[Opening Records section]

//! Four-point homography estimation and projection.
//!
//! A homography is the 3x3 homogeneous matrix mapping one planar
//! quadrilateral onto another. Four point correspondences pin it down
//! exactly: fixing h22 = 1 leaves eight unknowns and each correspondence
//! contributes two linear equations, so the solve is a closed-form 8x8
//! LU decomposition rather than an iterative fit.

use nalgebra::{Matrix3, SMatrix, SVector, Vector3};
use thiserror::Error;

use crate::Point;

/// Errors from homography estimation.
#[derive(Debug, Error, PartialEq, Eq)]
pub enum HomographyError {
    /// The correspondence system has no unique solution, which happens when
    /// three or more points on either side are collinear or coincident.
    #[error("corner correspondences are singular (collinear or duplicate points)")]
    Singular,
}

/// A 3x3 perspective transform over homogeneous 2D coordinates.
#[derive(Debug, Clone, Copy, PartialEq)]
pub struct Homography {
    m: Matrix3<f64>,
}

impl Homography {
    /// Solve the homography mapping each `src[i]` exactly onto `dst[i]`.
    ///
    /// Builds the standard DLT rows with h22 fixed at 1:
    ///
    /// ```text
    /// [ sx sy 1  0  0 0 -sx*dx -sy*dx ] [h] = [dx]
    /// [ 0  0  0 sx sy 1 -sx*dy -sy*dy ]       [dy]
    /// ```
    ///
    /// Returns `HomographyError::Singular` when the system is rank-deficient.
    pub fn from_correspondences(
        src: &[Point; 4],
        dst: &[Point; 4],
    ) -> Result<Self, HomographyError> {
        let mut a = SMatrix::<f64, 8, 8>::zeros();
        let mut b = SVector::<f64, 8>::zeros();

        for i in 0..4 {
            let (sx, sy) = (src[i].x, src[i].y);
            let (dx, dy) = (dst[i].x, dst[i].y);

            let r = 2 * i;
            a[(r, 0)] = sx;
            a[(r, 1)] = sy;
            a[(r, 2)] = 1.0;
            a[(r, 6)] = -sx * dx;
            a[(r, 7)] = -sy * dx;
            b[r] = dx;

            a[(r + 1, 3)] = sx;
            a[(r + 1, 4)] = sy;
            a[(r + 1, 5)] = 1.0;
            a[(r + 1, 6)] = -sx * dy;
            a[(r + 1, 7)] = -sy * dy;
            b[r + 1] = dy;
        }

        let h = a.lu().solve(&b).ok_or(HomographyError::Singular)?;

        Ok(Self {
            m: Matrix3::new(h[0], h[1], h[2], h[3], h[4], h[5], h[6], h[7], 1.0),
        })
    }

    /// The identity transform.
    pub fn identity() -> Self {
        Self {
            m: Matrix3::identity(),
        }
    }

    /// Project a point through the transform.
    ///
    /// Returns NaN coordinates if the point maps to the line at infinity.
    pub fn project(&self, p: Point) -> Point {
        let v = self.m * Vector3::new(p.x, p.y, 1.0);
        if v[2].abs() < 1e-15 {
            return Point::new(f64::NAN, f64::NAN);
        }
        Point::new(v[0] / v[2], v[1] / v[2])
    }

    /// The inverse transform, if the matrix is invertible.
    pub fn try_inverse(&self) -> Option<Self> {
        self.m.try_inverse().map(|m| Self { m })
    }

    /// The underlying 3x3 matrix.
    pub fn matrix(&self) -> &Matrix3<f64> {
        &self.m
    }
}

[Closing Records section]

# Exercise requirements
Every record should be given again without alteration.

# Output of the exercise
//! Four-point homography estimation and projection.
//!
//! A homography is the 3x3 homogeneous matrix mapping one planar
//! quadrilateral onto another. Four point correspondences pin it down
//! exactly: fixing h22 = 1 leaves eight unknowns and each correspondence
//! contributes two linear equations, so the solve is a closed-form 8x8
//! LU decomposition rather than an iterative fit.

use nalgebra::{Matrix3, SMatrix, SVector, Vector3};
use thiserror::Error;

use crate::Point;

/// Errors from homography estimation.
#[derive(Debug, Error, PartialEq, Eq)]
pub enum HomographyError {
    /// The correspondence system has no unique solution, which happens when
    /// three or more points on either side are collinear or coincident.
    #[error("corner correspondences are singular (collinear or duplicate points)")]
    Singular,
}

/// A 3x3 perspective transform over homogeneous 2D coordinates.
#[derive(Debug, Clone, Copy, PartialEq)]
pub struct Homography {
    m: Matrix3<f64>,
}

impl Homography {
    /// Solve the homography mapping each `src[i]` exactly onto `dst[i]`.
    ///
    /// Builds the standard DLT rows with h22 fixed at 1:
    ///
    /// ```text
    /// [ sx sy 1  0  0 0 -sx*dx -sy*dx ] [h] = [dx]
    /// [ 0  0  0 sx sy 1 -sx*dy -sy*dy ]       [dy]
    /// ```
    ///
    /// Returns `HomographyError::Singular` when the system is rank-deficient.
    pub fn from_correspondences(
        src: &[Point; 4],
        dst: &[Point; 4],
    ) -> Result<Self, HomographyError> {
        let mut a = SMatrix::<f64, 8, 8>::zeros();
        let mut b = SVector::<f64, 8>::zeros();

        for i in 0..4 {
            let (sx, sy) = (src[i].x, src[i].y);
            let (dx, dy) = (dst[i].x, dst[i].y);

            let r = 2 * i;
            a[(r, 0)] = sx;
            a[(r, 1)] = sy;
            a[(r, 2)] = 1.0;
            a[(r, 6)] = -sx * dx;
            a[(r, 7)] = -sy * dx;
            b[r] = dx;

            a[(r + 1, 3)] = sx;
            a[(r + 1, 4)] = sy;
            a[(r + 1, 5)] = 1.0;
            a[(r + 1, 6)] = -sx * dy;
            a[(r + 1, 7)] = -sy * dy;
            b[r + 1] = dy;
        }

        let h = a.lu().solve(&b).ok_or(HomographyError::Singular)?;

        Ok(Self {
            m: Matrix3::new(h[0], h[1], h[2], h[3], h[4], h[5], h[6], h[7], 1.0),
        })
    }

    /// The identity transform.
    pub fn identity() -> Self {
        Self {
            m: Matrix3::identity(),
        }
    }

    /// Project a point through the transform.
    ///
    /// Returns NaN coordinates if the point maps to the line at infinity.
    pub fn project(&self, p: Point) -> Point {
        let v = self.m * Vector3::new(p.x, p.y, 1.0);
        if v[2].abs() < 1e-15 {
            return Point::new(f64::NAN, f64::NAN);
        }
        Point::new(v[0] / v[2], v[1] / v[2])
    }

    /// The inverse transform, if the matrix is invertible.
    pub fn try_inverse(&self) -> Option<Self> {
        self.m.try_inverse().map(|m| Self { m })
    }

    /// The underlying 3x3 matrix.
    pub fn matrix(&self) -> &Matrix3<f64> {
        &self.m
    }
}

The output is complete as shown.